Когда наступал месяц элул и приближались дни покаяния, рабби Леви Ицхак удалялся от житейских дел. В этот месяц он призывал всех к покаянию и часто посылал своего служку напомнить народу о том, что надвигаются "страшные дни". На Рош га-шана он сам становился кантором и тогда, как говорит предание, он был вне плоти и разговаривал с самим Богом. Однажды он даже прервал молитву и стал распевать свою знаменитую импровизацию, которая сохранилась в памяти и по сей день: "Доброе утро Тебе, Властелин вселенной! Я, Леви Ицхак, сын Сарры, из Бердичева пришел к Тебе спорить за Твой народ Израиль. Что Ты имеешь к своему народу Израиля? Что Ты насел на свой народ Израиль? Как только что-нибудь, так сразу: "Говори к сыновьям Израиля". И как только что случится, так сразу: "Укажи сыновьям Израиля". И как только малейшее шевеление, так сразу: "Прикажи сыновьям Израиля". Боже милостивый на небесах, сколько народов на земле! Мидяне, персияне, вавилоняне... Вот русские что говорят? Что их царь — это царь! А германцы что говорят? Что их император — это император! А англичане что говорят? Что их король — это король! А я, Леви Ицхак, сын Сарры, из Бердичева говорю: "Бог восседает на троне высоком и возвышенном". А я, Леви Ицхак, сын Сарры, из Бердичева скажу еще вот что: "Не сойду с этого места, пока не придет избавление, пока не прекратятся бедствия народа Израиля! Ведь Бог восседает на троне высоком и возвышенном..."

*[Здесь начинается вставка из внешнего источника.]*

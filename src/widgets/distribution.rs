//! Single-axis distribution charts: dot plot and box plot

use serde::Deserialize;

use super::{chart, color};
use crate::errors::{WidgetError, WidgetResult};
use crate::plane::{AxisSpec, AxisView};
use crate::registry::{Describe, Generate};
use crate::render::{Canvas, Layer, Stroke, theme};
use crate::schema::{Schema, array, canvas_extent, integer, number, object, string};

#[derive(Debug, Clone, PartialEq, Deserialize)]
#[serde(rename_all = "camelCase", deny_unknown_fields)]
pub struct DotColumn {
    pub value: f64,
    #[serde(deserialize_with = "crate::schema::integral")]
    pub count: u32,
}

#[derive(Debug, Clone, PartialEq, Deserialize)]
#[serde(rename_all = "camelCase", deny_unknown_fields)]
pub struct DotPlotProps {
    pub width: f64,
    pub height: f64,
    pub axis: AxisSpec,
    pub data: Vec<DotColumn>,
    pub dot_color: String,
    pub dot_radius: f64,
}

impl Describe for DotPlotProps {
    fn schema() -> Schema {
        object()
            .field("width", canvas_extent())
            .field("height", canvas_extent())
            .field("axis", AxisSpec::schema())
            .field(
                "data",
                array(
                    object()
                        .field("value", number())
                        .field("count", integer().min(0.0).max(1000.0)),
                ),
            )
            .field("dotColor", color())
            .field("dotRadius", number().min(1.0).max(20.0))
            .into()
    }
}

impl Generate for DotPlotProps {
    fn generate(&self) -> WidgetResult<String> {
        const CONTEXT: &str = "dotPlot";
        chart::require_data(CONTEXT, "data", self.data.len())?;
        let frame = chart::frame(
            CONTEXT,
            self.width,
            self.height,
            "",
            theme::LINE_PLOT_PADDING,
            &[("axis", &self.axis)],
        )?;
        let axis = AxisView::horizontal("dotPlot axis", &self.axis, &frame)?;

        let mut canvas = Canvas::new(CONTEXT, self.width, self.height);
        axis.draw_grid(&mut canvas, &frame);
        let r = self.dot_radius;
        // Dots stack upward from just above the axis line, touching.
        for (i, column) in self.data.iter().enumerate() {
            axis.scale.require(&format!("dotPlot data[{i}]"), column.value)?;
            let cx = axis.map(column.value);
            for k in 0..column.count {
                let cy = frame.bottom() - r - 2.0 - f64::from(k) * 2.0 * r;
                canvas.circle(Layer::Points, (cx, cy), r, &self.dot_color, None);
            }
        }
        axis.draw(&mut canvas, &frame, frame.bottom());
        canvas.finish()
    }
}

/// Min, quartiles, median and max of a data set
#[derive(Debug, Clone, Copy, PartialEq, Deserialize)]
#[serde(rename_all = "camelCase", deny_unknown_fields)]
pub struct Summary {
    pub min: f64,
    pub q1: f64,
    pub median: f64,
    pub q3: f64,
    pub max: f64,
}

impl Summary {
    pub fn schema() -> Schema {
        object()
            .field("min", number())
            .field("q1", number())
            .field("median", number())
            .field("q3", number())
            .field("max", number())
            .into()
    }

    fn is_ordered(&self) -> bool {
        self.min <= self.q1 && self.q1 <= self.median && self.median <= self.q3 && self.q3 <= self.max
    }
}

#[derive(Debug, Clone, PartialEq, Deserialize)]
#[serde(rename_all = "camelCase", deny_unknown_fields)]
pub struct BoxPlotProps {
    pub width: f64,
    pub height: f64,
    pub title: String,
    pub axis: AxisSpec,
    pub summary: Summary,
    pub box_color: String,
    pub median_color: String,
}

impl Describe for BoxPlotProps {
    fn schema() -> Schema {
        object()
            .field("width", canvas_extent())
            .field("height", canvas_extent())
            .field("title", string())
            .field("axis", AxisSpec::schema())
            .field("summary", Summary::schema())
            .field("boxColor", color())
            .field("medianColor", color())
            .into()
    }
}

const MAX_BOX_HEIGHT: f64 = 60.0;

impl Generate for BoxPlotProps {
    fn generate(&self) -> WidgetResult<String> {
        const CONTEXT: &str = "boxPlot";
        let s = self.summary;
        if !s.is_ordered() {
            return Err(WidgetError::invalid_range(
                "boxPlot summary (expected min <= q1 <= median <= q3 <= max)",
                s.min,
                s.max,
            ));
        }
        let frame = chart::frame(
            CONTEXT,
            self.width,
            self.height,
            &self.title,
            theme::LINE_PLOT_PADDING,
            &[("axis", &self.axis)],
        )?;
        let axis = AxisView::horizontal("boxPlot axis", &self.axis, &frame)?;
        axis.scale.require("boxPlot summary.min", s.min)?;
        axis.scale.require("boxPlot summary.max", s.max)?;

        let mut canvas = Canvas::new(CONTEXT, self.width, self.height);
        chart::draw_title(&mut canvas, &self.title);
        axis.draw_grid(&mut canvas, &frame);

        let box_h = (frame.height / 2.0).min(MAX_BOX_HEIGHT);
        let cy = frame.center_y();
        let (top, bottom) = (cy - box_h / 2.0, cy + box_h / 2.0);
        let [x_min, x_q1, x_med, x_q3, x_max] = [s.min, s.q1, s.median, s.q3, s.max].map(|v| axis.map(v));

        let outline = Stroke::solid(theme::OUTLINE_COLOR, theme::SERIES_STROKE_WIDTH);
        canvas.line(Layer::Shapes, x_min, cy, x_q1, cy, &outline);
        canvas.line(Layer::Shapes, x_q3, cy, x_max, cy, &outline);
        for x in [x_min, x_max] {
            canvas.line(Layer::Shapes, x, cy - box_h / 4.0, x, cy + box_h / 4.0, &outline);
        }
        canvas.rect(
            Layer::Shapes,
            (x_q1, top, x_q3 - x_q1, box_h),
            &self.box_color,
            Some(&outline),
        );
        canvas.line(
            Layer::Shapes,
            x_med,
            top,
            x_med,
            bottom,
            &Stroke::solid(&self.median_color, theme::SERIES_STROKE_WIDTH + 1.0),
        );
        axis.draw(&mut canvas, &frame, frame.bottom());
        canvas.finish()
    }
}

#[cfg(test)]
mod tests {
    use super::*;
    use serde_json::json;

    fn axis() -> serde_json::Value {
        json!({
            "label": "Score",
            "min": 0,
            "max": 10,
            "ticks": 1,
            "showGridLines": false,
            "tickFormat": "integer"
        })
    }

    #[test]
    fn dots_stack_per_value() {
        let props: DotPlotProps = serde_json::from_value(json!({
            "width": 300,
            "height": 200,
            "axis": axis(),
            "data": [{"value": 2, "count": 3}, {"value": 5, "count": 0}],
            "dotColor": "teal",
            "dotRadius": 5
        }))
        .unwrap();
        let svg = props.generate().unwrap();
        assert_eq!(svg.matches("fill=\"teal\"").count(), 3);
    }

    #[test]
    fn dot_outside_axis_is_invalid_range() {
        let props: DotPlotProps = serde_json::from_value(json!({
            "width": 300,
            "height": 200,
            "axis": axis(),
            "data": [{"value": 12, "count": 1}],
            "dotColor": "teal",
            "dotRadius": 5
        }))
        .unwrap();
        assert_eq!(props.generate().unwrap_err().kind(), "ErrInvalidRange");
    }

    #[test]
    fn unordered_summary_is_invalid_range() {
        let props: BoxPlotProps = serde_json::from_value(json!({
            "width": 300,
            "height": 200,
            "title": "",
            "axis": axis(),
            "summary": {"min": 1, "q1": 5, "median": 4, "q3": 7, "max": 9},
            "boxColor": "white",
            "medianColor": "red"
        }))
        .unwrap();
        assert_eq!(props.generate().unwrap_err().kind(), "ErrInvalidRange");
    }
}
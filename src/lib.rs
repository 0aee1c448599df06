//! Declarative widget descriptors compiled to deterministic SVG/HTML fragments.
//!
//! A widget is a `type` tag plus a props object. Props are validated strictly
//! against the registered schema (every key required, unknown keys rejected,
//! every failing field reported), then rendered by a pure generator. Identical
//! input always produces byte-identical output.
//!
//! ```
//! use serde_json::json;
//!
//! let svg = assessment_widgets::generate(
//!     "numberLine",
//!     &json!({
//!         "width": 400, "height": 100,
//!         "min": -10, "max": 10, "tickInterval": 5,
//!         "value": -7, "highlightColor": "#e53935",
//!         "showTickLabels": true
//!     }),
//! )
//! .unwrap();
//! assert!(svg.starts_with("<svg"));
//! ```

pub mod errors;
pub mod plane;
pub mod registry;
pub mod render;
pub mod schema;
pub mod types;
pub mod widgets;

mod log;

use indexmap::IndexMap;
use serde_json::{Value, json};

pub use errors::{FieldIssue, FieldPath, ValidationError, WidgetError, WidgetResult};
pub use registry::{Generate, Widget};
pub use schema::Schema;

use crate::log::debug;

/// Validate `props` against the schema registered for `widget_type` and render it.
pub fn generate(widget_type: &str, props: &Value) -> WidgetResult<String> {
    debug!(widget_type, "dispatch");
    registry::lookup(widget_type)?.generate(props)
}

/// Render a descriptor whose `type` tag travels inside the object.
///
/// The remaining keys are the props, so stray keys are still rejected.
pub fn generate_descriptor(descriptor: &Value) -> WidgetResult<String> {
    let reject = |message: &str| {
        WidgetError::from(ValidationError {
            widget_type: "(descriptor)".to_string(),
            issues: vec![FieldIssue::new(FieldPath::root().key("type"), message)],
        })
    };
    let Value::Object(fields) = descriptor else {
        return Err(WidgetError::from(ValidationError {
            widget_type: "(descriptor)".to_string(),
            issues: vec![FieldIssue::new(FieldPath::root(), "expected object")],
        }));
    };
    let widget_type = match fields.get("type") {
        Some(Value::String(t)) => t.as_str(),
        Some(_) => return Err(reject("expected string")),
        None => return Err(reject("required")),
    };
    let props: serde_json::Map<String, Value> = fields
        .iter()
        .filter(|(key, _)| key.as_str() != "type")
        .map(|(key, value)| (key.clone(), value.clone()))
        .collect();
    generate(widget_type, &Value::Object(props))
}

/// Parse `json_text` and render it as props for `widget_type`.
pub fn generate_json(widget_type: &str, json_text: &str) -> WidgetResult<String> {
    let props: Value = serde_json::from_str(json_text).map_err(|e| ValidationError {
        widget_type: widget_type.to_string(),
        issues: vec![FieldIssue::new(FieldPath::root(), format!("malformed JSON: {e}"))],
    })?;
    generate(widget_type, &props)
}

/// Props schema of every registered widget, in registration order.
pub fn typed_schemas() -> IndexMap<&'static str, Schema> {
    registry::entries()
        .iter()
        .map(|e| (e.type_name, (e.schema)()))
        .collect()
}

/// JSON-Schema export of every props schema, in registration order.
pub fn json_schemas() -> IndexMap<&'static str, Value> {
    typed_schemas()
        .into_iter()
        .map(|(name, schema)| (name, schema.to_json_schema()))
        .collect()
}

/// JSON Schema of the descriptor form of `widget_type`: its props plus a
/// required `type` constant.
pub fn descriptor_json_schema(widget_type: &str) -> WidgetResult<Value> {
    let entry = registry::lookup(widget_type)?;
    let mut doc = (entry.schema)().to_json_schema();
    if let Some(properties) = doc.get_mut("properties").and_then(Value::as_object_mut) {
        let mut tagged = serde_json::Map::new();
        tagged.insert("type".to_string(), json!({"const": entry.type_name}));
        tagged.append(properties);
        *properties = tagged;
    }
    if let Some(required) = doc.get_mut("required").and_then(Value::as_array_mut) {
        required.insert(0, json!("type"));
    }
    Ok(doc)
}

#[cfg(test)]
mod tests {
    use super::*;

    fn five_numbers() -> Value {
        json!({"min": 1, "q1": 2, "median": 3, "q3": 4, "max": 5})
    }

    #[test]
    fn descriptor_splits_off_the_type_tag() {
        let mut descriptor = five_numbers();
        descriptor["type"] = json!("fiveNumberSummaryTable");
        let html = generate_descriptor(&descriptor).unwrap();
        assert_eq!(html, generate("fiveNumberSummaryTable", &five_numbers()).unwrap());
    }

    #[test]
    fn descriptor_without_a_tag_is_a_validation_error() {
        let err = generate_descriptor(&five_numbers()).unwrap_err();
        match err {
            WidgetError::Validation(v) => assert_eq!(v.paths(), vec!["type"]),
            other => panic!("unexpected: {other:?}"),
        }
    }

    #[test]
    fn malformed_json_is_reported_at_the_root() {
        let err = generate_json("dataTable", "{\"caption\": ").unwrap_err();
        match err {
            WidgetError::Validation(v) => {
                assert_eq!(v.paths(), vec![""]);
                assert!(v.issues[0].message.starts_with("malformed JSON"));
            }
            other => panic!("unexpected: {other:?}"),
        }
    }

    #[test]
    fn descriptor_schema_requires_the_tag() {
        let doc = descriptor_json_schema("numberLine").unwrap();
        assert_eq!(doc["properties"]["type"], json!({"const": "numberLine"}));
        assert_eq!(doc["required"][0], json!("type"));
        assert_eq!(doc["additionalProperties"], json!(false));
    }

    #[test]
    fn schemas_follow_registration_order() {
        let names: Vec<&str> = json_schemas().keys().copied().collect();
        assert_eq!(names.first(), Some(&"barChart"));
        assert_eq!(names.last(), Some(&"dataTable"));
        assert_eq!(names.len(), registry::entries().len());
    }
}
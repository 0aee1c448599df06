//! Text measurement and wrapping.
//!
//! There is no font shaping here. Width is estimated as
//! `chars * AVG_CHAR_WIDTH_PX`; this formula is frozen because recorded
//! outputs depend on the exact wrap points it produces.

use super::theme;

/// Estimated rendered width of `text` in pixels.
pub fn estimate_text_width(text: &str) -> f64 {
    text.chars().count() as f64 * theme::AVG_CHAR_WIDTH_PX
}

/// Split `text` into at most two lines.
///
/// 1. `"<main> (<parenthetical>)"` longer than 36 chars: main, then parenthetical.
/// 2. Wider than `max_width_px`: split at the first word boundary whose running
///    width reaches half the total.
/// 3. Otherwise one line.
pub fn wrap_text(text: &str, max_width_px: f64) -> Vec<String> {
    if text.is_empty() {
        return Vec::new();
    }

    if text.chars().count() > theme::PARENTHETICAL_SPLIT_CHARS {
        if let Some((main, paren)) = split_parenthetical(text) {
            return vec![main.to_string(), paren.to_string()];
        }
    }

    if estimate_text_width(text) <= max_width_px {
        return vec![text.to_string()];
    }

    let words: Vec<&str> = text.split(' ').collect();
    if words.len() < 2 {
        return vec![text.to_string()];
    }

    let target = estimate_text_width(text) / 2.0;
    let space = estimate_text_width(" ");
    let mut running = 0.0;
    // Never split after the last word; a second line must not be empty.
    for (i, word) in words[..words.len() - 1].iter().enumerate() {
        if i > 0 {
            running += space;
        }
        running += estimate_text_width(word);
        if running >= target {
            let first = words[..=i].join(" ");
            let second = words[i + 1..].join(" ");
            return vec![first, second];
        }
    }

    let last = words.len() - 1;
    vec![words[..last].join(" "), words[last].to_string()]
}

/// Match `"<main> (<parenthetical>)"`, returning `main` and `(parenthetical)`.
fn split_parenthetical(text: &str) -> Option<(&str, &str)> {
    if !text.ends_with(')') {
        return None;
    }
    let open = text.rfind(" (")?;
    let main = text[..open].trim_end();
    let paren = &text[open + 1..];
    if main.is_empty() || paren.len() <= 2 {
        return None;
    }
    Some((main, paren))
}

/// Height taken by `lines` lines of text at `line_height`.
pub fn wrapped_height(lines: usize, line_height: f64) -> f64 {
    lines as f64 * line_height
}

/// Vertical band reserved for a chart title. Empty titles reserve nothing.
pub fn title_band_height(title: &str, max_width_px: f64) -> f64 {
    let lines = wrap_text(title, max_width_px);
    if lines.is_empty() {
        0.0
    } else {
        theme::TITLE_TOP_PADDING + wrapped_height(lines.len(), theme::TITLE_LINE_HEIGHT)
    }
}

#[cfg(test)]
mod tests {
    use super::*;

    #[test]
    fn width_is_char_count_times_seven() {
        assert_eq!(estimate_text_width("abc"), 21.0);
        assert_eq!(estimate_text_width("Q₁"), 14.0);
        assert_eq!(estimate_text_width(""), 0.0);
    }

    #[test]
    fn short_text_is_one_line() {
        assert_eq!(wrap_text("Rainfall", 200.0), vec!["Rainfall"]);
        assert!(wrap_text("", 200.0).is_empty());
    }

    #[test]
    fn long_parenthetical_splits_into_main_and_parenthetical() {
        let lines = wrap_text("Average daily temperature (degrees Celsius)", 1000.0);
        assert_eq!(lines, vec!["Average daily temperature", "(degrees Celsius)"]);
    }

    #[test]
    fn short_parenthetical_is_not_split() {
        // 20 chars, below the parenthetical threshold and fits the width
        assert_eq!(wrap_text("Height (centimeters)", 500.0), vec!["Height (centimeters)"]);
    }

    #[test]
    fn wide_text_splits_near_the_middle() {
        // 37 chars => 259px total, target 129.5
        // running: one=21, one two=49, ... "one two three four five"=161 >= 129.5
        let text = "one two three four five six seventeen";
        let lines = wrap_text(text, 100.0);
        assert_eq!(lines, vec!["one two three four five", "six seventeen"]);
    }

    #[test]
    fn single_long_word_stays_on_one_line() {
        assert_eq!(wrap_text("Pneumonoultramicroscopic", 10.0).len(), 1);
    }

    #[test]
    fn title_band_counts_lines() {
        assert_eq!(title_band_height("", 300.0), 0.0);
        assert_eq!(title_band_height("Sales", 300.0), 35.0);
        assert_eq!(
            title_band_height("Average daily temperature (degrees Celsius)", 1000.0),
            55.0
        );
    }
}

Очевидец рассказывал, что рабби Леви Ицхак сам трубил в шофар на Новый год: "За поясом у него висело несколько шофаров; он был вне плоти; замирали сердца у всех, видевших его, все дрожали перед ним, как перед ангелом Божьим". Его вера в скорое избавление была велика, и он постоянно ожидал избавителя-Мессию. Однажды рабби Леви Ицхаку показали "тнаим" — предварительное соглашение, составленное при помолвке его внучки. Там было написано, что свадьба состоится в такой-то день в городе Бердичеве. Рабби тут же разорвал этот документ и написал новый, который отличался от предыдущего одним только пунктом: "Свадьба состоится, с Божьей помощью, в такой-то день в святом городе Иерусалиме. Но если к тому времени, упаси Бог, Мессия еще не придет, то свадьба состоится в Бердичеве".

Рабби Леви Ицхак не пропускал ни единого случая, чтобы использовать его для общения со Всевышним. Во время блестящих побед Наполеона он как-то сказал в синагоге: "Французский император Наполеон воображает, что он повелитель мира, а я, Леви Ицхак из Бердичева, говорю: "Да возвеличится и да освятится великое имя Бога!" Однажды на заре, во время утренней молитвы, рабби увидел, как простой еврей-извозчик, облаченный в таллес, снимал колесо у телеги, мазал его дегтем и молился при этом. Рабби Леви Ицхак пришел в неописуемый восторг и воскликнул: "Владыка мира! Смотри, как народ Твой израильский любит Тебя! Даже когда еврей мажет колеса, он не забывает Тебя и служит Тебе! А Ты еще недоволен Израилем и предъявляешь ему разные претензии!" В другой раз он остановил на улице еврея, который курил трубку, и спросил его: "Сын мой, быть может, ты не знаешь, что сегодня суббота?" "Знаю", — ответил тот. "А может, ты не знаешь, что нельзя курить в субботу?" "Знаю", — ответил тот. И тогда рабби воздел руки к небу и сказал: "Господи, погляди каков у Тебя народ! Я принуждаю его сказать неправду, а он не идет на это. Говорит только правду, как Ты и заповедал!" Однажды ему стало известно, что еврейские девушки трудятся, как каторжные, с утра и до поздней ночи, чтобы успеть приготовить мацу к празднику Песах. И рабби тотчас же провозгласил в синагоге перед всей общиной: "Ненавистники Израиля клевещут на нас, будто мы печем мацу на христианской крови. Нет, на еврейской крови мы печем ее!"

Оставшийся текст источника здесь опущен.